* EXERCISE DIRECTIONS *
Select every line below containing the word "Response".

* SUPPLIED DATA *

┄┄┄┄┄┄┄┄┄┄

//! Authentication middleware: token extraction and principal resolution.

use attendify_core::models::auth::Principal;
use axum::{
    extract::{FromRequestParts, Request, State},
    http::{HeaderMap, header::AUTHORIZATION, request::Parts},
    middleware::Next,
    response::Response,
};
use axum_extra::extract::CookieJar;
use tracing::debug;

use crate::AppState;
use crate::error::AppError;
use crate::services::cookies::ACCESS_COOKIE;

/// The principal attached to a request by [`require_auth`].
///
/// Has no public constructor, so a value in request extensions always comes
/// from a successful authentication.
#[derive(Debug, Clone)]
pub struct AuthenticatedUser(Principal);

impl AuthenticatedUser {
    pub fn principal(&self) -> &Principal {
        &self.0
    }

    pub fn id(&self) -> &str {
        &self.0.id
    }
}

impl<S: Send + Sync> FromRequestParts<S> for AuthenticatedUser {
    type Rejection = AppError;

    async fn from_request_parts(parts: &mut Parts, _state: &S) -> Result<Self, Self::Rejection> {
        parts
            .extensions
            .get::<AuthenticatedUser>()
            .cloned()
            .ok_or_else(|| AppError::Unauthorized("User not found".into()))
    }
}

/// Bearer token from the `Authorization` header, else the access cookie.
///
/// A `Bearer` header is the only source when present, so an empty one reads
/// as no token even if the cookie is set.
pub fn extract_token(headers: &HeaderMap, jar: &CookieJar) -> Option<String> {
    let bearer = headers
        .get(AUTHORIZATION)
        .and_then(|v| v.to_str().ok())
        .and_then(|v| v.strip_prefix("Bearer "));
    match bearer {
        Some(token) => Some(token.trim().to_string()).filter(|t| !t.is_empty()),
        None => jar
            .get(ACCESS_COOKIE)
            .map(|c| c.value().to_string())
            .filter(|t| !t.is_empty()),
    }
}

/// Axum middleware: resolves the request's token to a principal and injects
/// [`AuthenticatedUser`] into request extensions.
pub async fn require_auth(
    State(state): State<AppState>,
    jar: CookieJar,
    mut request: Request,
    next: Next,
) -> Result<Response, AppError> {
    let token = extract_token(request.headers(), &jar);
    let principal = state.resolver.authenticate(token.as_deref()).await?;
    debug!(user_id = %principal.id, "request authenticated");

    request
        .extensions_mut()
        .insert(AuthenticatedUser(principal));

    Ok(next.run(request).await)
}

#[cfg(test)]
mod tests {
    use super::*;
    use axum::http::HeaderValue;
    use axum_extra::extract::cookie::Cookie;

    fn jar_with(token: &str) -> CookieJar {
        CookieJar::new().add(Cookie::new(ACCESS_COOKIE, token.to_string()))
    }

    fn bearer(token: &str) -> HeaderMap {
        let mut headers = HeaderMap::new();
        headers.insert(
            AUTHORIZATION,
            HeaderValue::from_str(&format!("Bearer {token}")).unwrap(),
        );
        headers
    }

    #[test]
    fn header_wins_over_cookie() {
        let token = extract_token(&bearer("from-header"), &jar_with("from-cookie"));
        assert_eq!(token.as_deref(), Some("from-header"));
    }

    #[test]
    fn cookie_is_used_without_header() {
        let token = extract_token(&HeaderMap::new(), &jar_with("from-cookie"));
        assert_eq!(token.as_deref(), Some("from-cookie"));
    }

    #[test]
    fn non_bearer_scheme_falls_back_to_cookie() {
        let mut headers = HeaderMap::new();
        headers.insert(AUTHORIZATION, HeaderValue::from_static("Basic abc"));
        assert_eq!(
            extract_token(&headers, &jar_with("c")).as_deref(),
            Some("c")
        );
        assert_eq!(extract_token(&headers, &CookieJar::new()), None);
    }

    #[test]
    fn empty_bearer_does_not_fall_back_to_cookie() {
        assert_eq!(extract_token(&bearer(""), &jar_with("from-cookie")), None);
    }

    #[test]
    fn empty_values_count_as_missing() {
        assert_eq!(extract_token(&bearer(""), &jar_with("")), None);
    }
}
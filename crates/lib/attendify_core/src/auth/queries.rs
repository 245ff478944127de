//! Auth-related database queries.

use chrono::{DateTime, Utc};
use sqlx::PgPool;

use super::principal::{PrincipalRows, RoleGrant, UserRecord};
use crate::models::auth::NewUser;

type UserRow = (
    String,
    String,
    String,
    String,
    String,
    DateTime<Utc>,
    DateTime<Utc>,
    Option<DateTime<Utc>>,
);

const USER_COLUMNS: &str =
    "id, username, email, first_name, last_name, created_at, updated_at, deleted_at";

fn into_record(row: UserRow) -> UserRecord {
    let (id, username, email, first_name, last_name, created_at, updated_at, deleted_at) = row;
    UserRecord {
        id,
        username,
        email,
        first_name,
        last_name,
        created_at,
        updated_at,
        deleted_at,
    }
}

/// Fetch a user row by ID.
pub async fn find_user_by_id(pool: &PgPool, id: &str) -> Result<Option<UserRecord>, sqlx::Error> {
    let row = sqlx::query_as::<_, UserRow>(&format!(
        "SELECT {USER_COLUMNS} FROM users WHERE id = $1"
    ))
    .bind(id)
    .fetch_optional(pool)
    .await?;
    Ok(row.map(into_record))
}

/// Fetch a user row by email.
pub async fn find_user_by_email(
    pool: &PgPool,
    email: &str,
) -> Result<Option<UserRecord>, sqlx::Error> {
    let row = sqlx::query_as::<_, UserRow>(&format!(
        "SELECT {USER_COLUMNS} FROM users WHERE email = $1"
    ))
    .bind(email)
    .fetch_optional(pool)
    .await?;
    Ok(row.map(into_record))
}

/// Roles assigned to a user with the permissions each role grants.
pub async fn get_user_role_grants(
    pool: &PgPool,
    user_id: &str,
) -> Result<Vec<RoleGrant>, sqlx::Error> {
    let rows = sqlx::query_as::<_, (String, Option<String>)>(
        "SELECT r.name, p.name \
         FROM user_role ur \
         JOIN roles r ON r.id = ur.role_id \
         LEFT JOIN role_permissions rp ON rp.role_id = r.id \
         LEFT JOIN permissions p ON p.id = rp.permission_id \
         WHERE ur.user_id = $1 \
         ORDER BY r.name, p.name",
    )
    .bind(user_id)
    .fetch_all(pool)
    .await?;

    let mut grants: Vec<RoleGrant> = Vec::new();
    for (role, permission) in rows {
        match grants.last_mut() {
            Some(last) if last.role == role => last.permissions.extend(permission),
            _ => grants.push(RoleGrant {
                role,
                permissions: permission.into_iter().collect(),
            }),
        }
    }
    Ok(grants)
}

/// Permissions granted directly to a user, independent of roles.
pub async fn get_user_direct_permissions(
    pool: &PgPool,
    user_id: &str,
) -> Result<Vec<String>, sqlx::Error> {
    sqlx::query_scalar::<_, String>(
        "SELECT p.name \
         FROM user_permissions up \
         JOIN permissions p ON p.id = up.permission_id \
         WHERE up.user_id = $1 \
         ORDER BY p.name",
    )
    .bind(user_id)
    .fetch_all(pool)
    .await
}

/// Names of the groups a user belongs to.
pub async fn get_user_groups(pool: &PgPool, user_id: &str) -> Result<Vec<String>, sqlx::Error> {
    sqlx::query_scalar::<_, String>(
        "SELECT g.name \
         FROM user_group ug \
         JOIN groups g ON g.id = ug.group_id \
         WHERE ug.user_id = $1 \
         ORDER BY g.name",
    )
    .bind(user_id)
    .fetch_all(pool)
    .await
}

/// Load a user row and all of its joins.
pub async fn load_principal_rows(
    pool: &PgPool,
    user: UserRecord,
) -> Result<PrincipalRows, sqlx::Error> {
    let roles = get_user_role_grants(pool, &user.id).await?;
    let direct_permissions = get_user_direct_permissions(pool, &user.id).await?;
    let groups = get_user_groups(pool, &user.id).await?;
    Ok(PrincipalRows {
        user,
        roles,
        direct_permissions,
        groups,
    })
}

/// Insert a new user, returning the stored row.
pub async fn create_user(pool: &PgPool, new_user: &NewUser) -> Result<UserRecord, sqlx::Error> {
    let data_logs = serde_json::to_value(&new_user.data_log)
        .map_err(|e| sqlx::Error::Encode(Box::new(e)))?;
    let row = sqlx::query_as::<_, UserRow>(&format!(
        "INSERT INTO users (id, email, username, first_name, last_name, data_logs) \
         VALUES ($1, $2, $3, $4, $5, $6) \
         RETURNING {USER_COLUMNS}"
    ))
    .bind(&new_user.id)
    .bind(&new_user.email)
    .bind(&new_user.username)
    .bind(&new_user.first_name)
    .bind(&new_user.last_name)
    .bind(data_logs)
    .fetch_one(pool)
    .await?;
    Ok(into_record(row))
}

┄┄┄┄┄┄┄┄┄┄

* RESULT FOR THIS EXERCISE *
    response::Response,
) -> Result<Response, AppError> {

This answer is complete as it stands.